- Screenshot

神鵰侠侶 コンドルヒーロー (Shin Chō Kyō Ryō: Kondoru Hīro)
- Genre: Wuxia; Romance;
- Directed by: Jun Takagi; Masami Anno;
- Produced by: Hitoshi Nakajima; Matsumi Tanaka;
- Written by: Jin Yong
- Studio: Nippon Animation; Jade Animation;
- Original network: BS Fuji
- Original run: October 11, 2001 – May 3, 2008
- Episodes: 78

= The Legend of Condor Hero =

2001–2008 Japanese-Hong Kong anime series

The Legend of Condor Hero (神鵰俠侶 コンドルヒーロー, Shin Chō Kyō Ryō: Kondoru Hīro) is a Japanese–Hong Kong anime series adapted from the wuxia novel The Return of the Condor Heroes by Jin Yong. Co-produced by Nippon Animation and Jade Animation, the series was shown on BS Fuji from October 11, 2001 to May 3, 2008.

== Synopsis ==
The Legend of Condor Hero is set in the 13th century around the Mongol conquest of China. Nearly a decade after the end of The Legend of the Condor Heroes, the Mongols have conquered the Jin dynasty in northern China and are now setting their sights on the Song dynasty in the south. The Song citizens, many of whom are formidable martial artists in the jianghu, band together to defend their homeland from the impending Mongol invasion. The story culminates in the historical Battle of Xiangyang.

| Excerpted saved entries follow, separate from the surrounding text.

//! Authentication API handlers.
//!
//! Five public endpoints: request a passcode, then exchange it for a session
//! (signup or login), or exchange a Google ID token for one.
//!
//! # Examples
//!
//! Request a passcode:
//! ```bash
//! curl -X POST http://localhost:5000/api/auth/send-otp \
//!   -H "Content-Type: application/json" \
//!   -d '{"email": "ada@example.com"}'
//! ```
//!
//! Sign up with it:
//! ```bash
//! curl -X POST http://localhost:5000/api/auth/verify-otp-signup \
//!   -H "Content-Type: application/json" \
//!   -d '{"name": "Ada", "dob": "1990-05-17", "email": "ada@example.com", "otp": "123456"}'
//! ```

use axum::{Json, extract::State, extract::rejection::JsonRejection};
use notekeeper::auth::{
    AuthError, AuthSession, GoogleTokenRequest, OtpDispatch, OtpLoginRequest, OtpSignupRequest,
    SendOtpRequest, User,
};
use serde::{Deserialize, Serialize};

use super::{
    AppState,
    error::{ApiError, ApiResult},
};
use crate::{logging::log_security_event, metrics};

/// Body of endpoints that only report success
#[derive(Debug, Serialize, Deserialize)]
pub struct SuccessResponse {
    pub success: bool,
}

/// Body returned by every successful sign-in
#[derive(Debug, Serialize, Deserialize)]
pub struct AuthResponse {
    pub success: bool,
    pub token: String,
    pub user: User,
}

impl From<AuthSession> for AuthResponse {
    fn from(session: AuthSession) -> Self {
        Self {
            success: true,
            token: session.token,
            user: session.user,
        }
    }
}

/// Issue a passcode and mail it.
///
/// Always `200 OK` for a well-formed email, whether or not the mail went out.
pub async fn send_otp(
    State(state): State<AppState>,
    payload: Result<Json<SendOtpRequest>, JsonRejection>,
) -> ApiResult<Json<SuccessResponse>> {
    let Json(request) = payload?;

    let dispatch = state.auth_manager.send_otp(request).await?;
    metrics::otp_sent_total(dispatch == OtpDispatch::Delivered);

    Ok(Json(SuccessResponse { success: true }))
}

/// Verify a passcode and sign up.
///
/// An existing user with the same email is signed in instead.
///
/// # Errors
///
/// - `400 Bad Request`: Wrong or reused passcode, malformed email or date of birth
pub async fn verify_otp_signup(
    State(state): State<AppState>,
    payload: Result<Json<OtpSignupRequest>, JsonRejection>,
) -> ApiResult<Json<AuthResponse>> {
    let Json(request) = payload?;
    let email = request.email.clone();

    let result = state.auth_manager.verify_otp_signup(request).await;
    finish("otp_signup", &email, result)
}

/// Verify a passcode for an existing user.
///
/// # Errors
///
/// - `404 Not Found`: No user with this email
/// - `400 Bad Request`: Wrong or reused passcode
pub async fn verify_otp_login(
    State(state): State<AppState>,
    payload: Result<Json<OtpLoginRequest>, JsonRejection>,
) -> ApiResult<Json<AuthResponse>> {
    let Json(request) = payload?;
    let email = request.email.clone();

    let result = state.auth_manager.verify_otp_login(request).await;
    finish("otp_login", &email, result)
}

/// Sign in with Google, creating the user on first use.
///
/// # Errors
///
/// - `400 Bad Request`: Token failed verification
pub async fn google_login(
    State(state): State<AppState>,
    payload: Result<Json<GoogleTokenRequest>, JsonRejection>,
) -> ApiResult<Json<AuthResponse>> {
    let Json(request) = payload?;

    let result = state.auth_manager.google_login(&request.id_token).await;
    finish("google_login", "", result)
}

/// Sign up with Google.
///
/// # Errors
///
/// - `400 Bad Request`: Token failed verification, or the email already has a user
pub async fn google_signup(
    State(state): State<AppState>,
    payload: Result<Json<GoogleTokenRequest>, JsonRejection>,
) -> ApiResult<Json<AuthResponse>> {
    let Json(request) = payload?;

    let result = state.auth_manager.google_signup(&request.id_token).await;
    finish("google_signup", "", result)
}

fn finish(
    method: &'static str,
    email: &str,
    result: Result<AuthSession, AuthError>,
) -> ApiResult<Json<AuthResponse>> {
    let subject = Some(email).filter(|e| !e.is_empty());

    let outcome = match &result {
        Ok(_) => "success",
        Err(AuthError::InvalidOtp) => {
            log_security_event("invalid_otp", None, subject, "OTP rejected");
            "invalid_otp"
        }
        Err(AuthError::UserNotFound) => "user_not_found",
        Err(AuthError::UserAlreadyExists) => {
            log_security_event("google_signup_conflict", None, subject, "User already exists");
            "user_exists"
        }
        Err(AuthError::InvalidFederatedToken(reason)) => {
            log_security_event("invalid_google_token", None, subject, reason);
            "invalid_token"
        }
        Err(_) => "error",
    };
    metrics::logins_total(method, outcome);

    let session = result?;
    tracing::info!(user_id = session.user.id, method = method, "Signed in");
    Ok(Json(session.into()))
}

The story follows a young martial artist Yang Guo (Youka), who falls in love with his martial arts master, Xiaolongnü (Shouryuujo), and the trials and tribulations they go through in war-torn China.

== List of episodes ==
There are 78 episodes released of The Legend of Condor Hero. Season I is composed of two parts—episodes 1–12 and episodes 13–26. Season II takes after the end of Season I, starting from episode 27 to 52. Season III broadcast began in Taiwan and Canada in 2008.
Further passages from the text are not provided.